[WHAT YOU ARE ASKED TO DO] After locating the line with "raised the shutdown" in the data that follows, return it and every later line exactly, up to and including the line with "pool, then the".

Collected data entries:
use std::mem;
use std::sync::Arc;

use tokio::sync::{Mutex, mpsc};
use tokio::task::JoinHandle;
use tracing::{Instrument, debug, info, info_span};

use crate::bail;
use crate::concurrency::shutdown::{ShutdownTx, create_shutdown_channel};
use crate::concurrency::signal::create_signal;
use crate::config::PipelineConfig;
use crate::error::{ErrorKind, TrawlResult};
use crate::reduce::Reduce;
use crate::source::{Feed, Source};
use crate::transform::Transform;
use crate::trawl_error;
use crate::workers::base::{Worker, WorkerHandle};
use crate::workers::pool::ScanWorkerPool;
use crate::workers::produce::{ProduceWorker, ProduceWorkerHandle};
use crate::workers::reduce::{ReduceWorker, ReduceWorkerHandle};
use crate::workers::scan::ScanWorker;

/// Unique identifier for a pipeline run.
pub type PipelineId = u64;

enum PipelineState<S, T, R: Reduce> {
    NotStarted {
        source: S,
        transform: Arc<T>,
        reducer: R,
    },
    Started {
        produce_worker: ProduceWorkerHandle,
        pool: ScanWorkerPool,
        reduce_worker: ReduceWorkerHandle<R::Output>,
        supervisor: JoinHandle<()>,
    },
    Stopped,
}

/// A cancellable, backpressure-bounded scan pipeline.
///
/// [`Pipeline`] owns the channel topology, the shutdown signal, and the
/// lifecycle of every worker of one run: a produce worker driving the
/// [`Source`], a fixed pool of scan workers applying the [`Transform`], and a
/// reduce worker folding partial results with the [`Reduce`] policy. A run
/// moves from not-started through running into stopped exactly once; no state
/// persists across runs.
pub struct Pipeline<S, T, R: Reduce> {
    id: PipelineId,
    config: Arc<PipelineConfig>,
    state: PipelineState<S, T, R>,
    shutdown_tx: ShutdownTx,
}

impl<S, T, R> Pipeline<S, T, R>
where
    S: Source,
    T: Transform<Item = S::Item>,
    R: Reduce<Partial = T::Partial>,
{
    /// Creates a new pipeline in the not-started state.
    pub fn new(
        id: PipelineId,
        config: PipelineConfig,
        source: S,
        transform: T,
        reducer: R,
    ) -> Self {
        // We create the shutdown channel here so that callers can wire
        // external cancellation (such as Ctrl-C) before the pipeline starts.
        let (shutdown_tx, _) = create_shutdown_channel();

        Self {
            id,
            config: Arc::new(config),
            state: PipelineState::NotStarted {
                source,
                transform: Arc::new(transform),
                reducer,
            },
            shutdown_tx,
        }
    }

    pub fn id(&self) -> PipelineId {
        self.id
    }

    /// Returns a clone of the shutdown transmitter for external cancellation.
    pub fn shutdown_tx(&self) -> ShutdownTx {
        self.shutdown_tx.clone()
    }

    /// Validates the configuration and starts every pipeline stage.
    ///
    /// Components start in dependency order: the reduce worker first, so the
    /// result channel is drained from the moment the first scan worker runs;
    /// then the supervisor, then all scan workers, and the source last. An
    /// invalid configuration is rejected before anything is spawned.
    pub fn start(&mut self) -> TrawlResult<()> {
        self.config.validate()?;

        let (source, transform, reducer) =
            match mem::replace(&mut self.state, PipelineState::Stopped) {
                PipelineState::NotStarted {
                    source,
                    transform,
                    reducer,
                } => (source, transform, reducer),
                other => {
                    self.state = other;
                    bail!(ErrorKind::InvalidState, "Pipeline was already started");
                }
            };

        info!(
            pipeline_id = self.id,
            worker_count = self.config.worker_count,
            "starting pipeline"
        );

        let capacity = self.config.effective_queue_capacity();
        let (item_tx, item_rx) = mpsc::channel(capacity);
        let (result_tx, result_rx) = mpsc::channel(capacity);
        let (done_tx, mut done_rx) = create_signal();

        // The reduce worker starts first: nothing may ever block on an
        // undrained result channel.
        let reduce_worker = ReduceWorker::new(self.id, reducer, result_rx, done_tx).start()?;

        // The supervisor converts the reduce worker's completion marker into
        // the shutdown raise. After a normal completion the raise is a no-op;
        // when the fold loop exits early it is what cancels the source and the
        // in-flight scan workers.
        let shutdown_tx = self.shutdown_tx.clone();
        let supervisor = tokio::spawn(
            async move {
                let _ = done_rx.changed().await;
                if shutdown_tx.shutdown() {
                    debug!("supervisor raised the shutdown signal");
                }
            }
            .instrument(info_span!("pipeline_supervisor", pipeline_id = self.id).or_current()),
        );

        // Scan workers start before the source, so items always have
        // consumers.
        let items = Arc::new(Mutex::new(item_rx));
        let mut pool = ScanWorkerPool::new(self.id);
        for worker_id in 0..self.config.worker_count {
            pool.spawn(ScanWorker::new(
                worker_id,
                transform.clone(),
                items.clone(),
                result_tx.clone(),
                self.shutdown_tx.subscribe(),
            ));
        }

        // The scan workers now hold the only result senders: the result
        // channel closes exactly when the pool has fully drained.
        drop(result_tx);

        // The source starts last.
        let feed = Feed::new(item_tx, self.shutdown_tx.subscribe());
        let produce_worker = ProduceWorker::new(self.id, source, feed).start()?;

        self.state = PipelineState::Started {
            produce_worker,
            pool,
            reduce_worker,
            supervisor,
        };

        Ok(())
    }

    /// Waits for the pipeline to stop and returns the final accumulator.
    ///
    /// Waits on the produce worker first, then the scan worker pool, then the
    /// reduce worker. The result channel can only close after the pool has
    /// fully drained, so it is never closed while a worker may still write to
    /// it. When this method returns, no worker of the run is left running or
    /// blocked.
    pub async fn wait(self) -> TrawlResult<R::Output> {
        let PipelineState::Started {
            produce_worker,
            mut pool,
            reduce_worker,
            supervisor,
        } = self.state
        else {
            bail!(ErrorKind::InvalidState, "Pipeline was not started");
        };

        info!("waiting for the produce worker to complete");

        let mut errors = vec![];

        // A failed source means no further items arrive; the scan workers
        // drain whatever is already queued and exit on the closed item
        // channel, so the run still winds down in order.
        if let Err(err) = produce_worker.wait().await {
            errors.push(err);
        }

        info!("waiting for scan workers to complete");

        if let Err(err) = pool.wait_all().await {
            let errors_number = err.kinds().len();
            errors.push(err);

            info!("{} scan workers failed with an error", errors_number);
        }

        info!("waiting for the reduce worker to complete");

        let output = match reduce_worker.wait().await {
            Ok(output) => Some(output),
            Err(err) => {
                errors.push(err);
                None
            }
        };

        // The supervisor exits after the reduce worker announces fold
        // completion; a panicked reduce worker drops its signal sender, which
        // also wakes it.
        if let Err(err) = supervisor.await {
            errors.push(trawl_error!(
                ErrorKind::Unknown,
                "Pipeline supervisor panicked",
                err
            ));
        }

        if !errors.is_empty() {
            return Err(errors.into());
        }

        let Some(output) = output else {
            bail!(ErrorKind::InvalidState, "Reduce worker returned no output");
        };

        info!("pipeline stopped");

        Ok(output)
    }

    /// Raises the shutdown signal for this run.
    ///
    /// Raising the signal any number of times is safe: only the first call
    /// has an effect, later calls (including after completion) are no-ops.
    pub fn shutdown(&self) {
        info!("trying to shut down the pipeline");

        if self.shutdown_tx.shutdown() {
            info!("shutdown signal sent to all pipeline workers");
        } else {
            debug!("shutdown signal was already raised");
        }
    }

    /// Raises the shutdown signal and waits for the pipeline to stop.
    pub async fn shutdown_and_wait(self) -> TrawlResult<R::Output> {
        self.shutdown();
        self.wait().await
    }
}

#[cfg(test)]
mod tests {
    use super::*;
    use crate::jobs::primes::{PrimePalindrome, PrimePalindromeCollect};
    use crate::source::sequence::SequenceSource;

    fn test_pipeline(
        target: usize,
    ) -> Pipeline<SequenceSource, PrimePalindrome, PrimePalindromeCollect> {
        // One worker keeps result arrival order deterministic for assertions.
        let config = PipelineConfig {
            worker_count: 1,
            ..Default::default()
        };

        Pipeline::new(
            1,
            config,
            SequenceSource::new(2),
            PrimePalindrome,
            PrimePalindromeCollect::new(target),
        )
    }

    #[tokio::test(flavor = "multi_thread")]
    async fn starting_twice_is_rejected() {
        let mut pipeline = test_pipeline(1);

        pipeline.start().unwrap();
        let err = pipeline.start().unwrap_err();
        assert_eq!(err.kind(), ErrorKind::InvalidState);

        // The first start is still intact and the run finishes normally.
        let report = pipeline.wait().await.unwrap();
        assert_eq!(report.values, vec![2]);
    }

    #[tokio::test(flavor = "multi_thread")]
    async fn waiting_without_start_is_rejected() {
        let pipeline = test_pipeline(1);

        let err = pipeline.wait().await.unwrap_err();
        assert_eq!(err.kind(), ErrorKind::InvalidState);
    }

    #[tokio::test(flavor = "multi_thread")]
    async fn invalid_config_is_rejected_before_spawning() {
        let config = PipelineConfig {
            worker_count: 0,
            ..Default::default()
        };
        let mut pipeline = Pipeline::new(
            1,
            config,
            SequenceSource::new(2),
            PrimePalindrome,
            PrimePalindromeCollect::new(1),
        );

        let err = pipeline.start().unwrap_err();
        assert_eq!(err.kind(), ErrorKind::ConfigError);
    }
}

[SOLUTION TO THIS PROBLEM]
                    debug!("supervisor raised the shutdown signal");
                }
            }
            .instrument(info_span!("pipeline_supervisor", pipeline_id = self.id).or_current()),
        );

        // Scan workers start before the source, so items always have
        // consumers.
        let items = Arc::new(Mutex::new(item_rx));
        let mut pool = ScanWorkerPool::new(self.id);
        for worker_id in 0..self.config.worker_count {
            pool.spawn(ScanWorker::new(
                worker_id,
                transform.clone(),
                items.clone(),
                result_tx.clone(),
                self.shutdown_tx.subscribe(),
            ));
        }

        // The scan workers now hold the only result senders: the result
        // channel closes exactly when the pool has fully drained.
        drop(result_tx);

        // The source starts last.
        let feed = Feed::new(item_tx, self.shutdown_tx.subscribe());
        let produce_worker = ProduceWorker::new(self.id, source, feed).start()?;

        self.state = PipelineState::Started {
            produce_worker,
            pool,
            reduce_worker,
            supervisor,
        };

        Ok(())
    }

    /// Waits for the pipeline to stop and returns the final accumulator.
    ///
    /// Waits on the produce worker first, then the scan worker pool, then the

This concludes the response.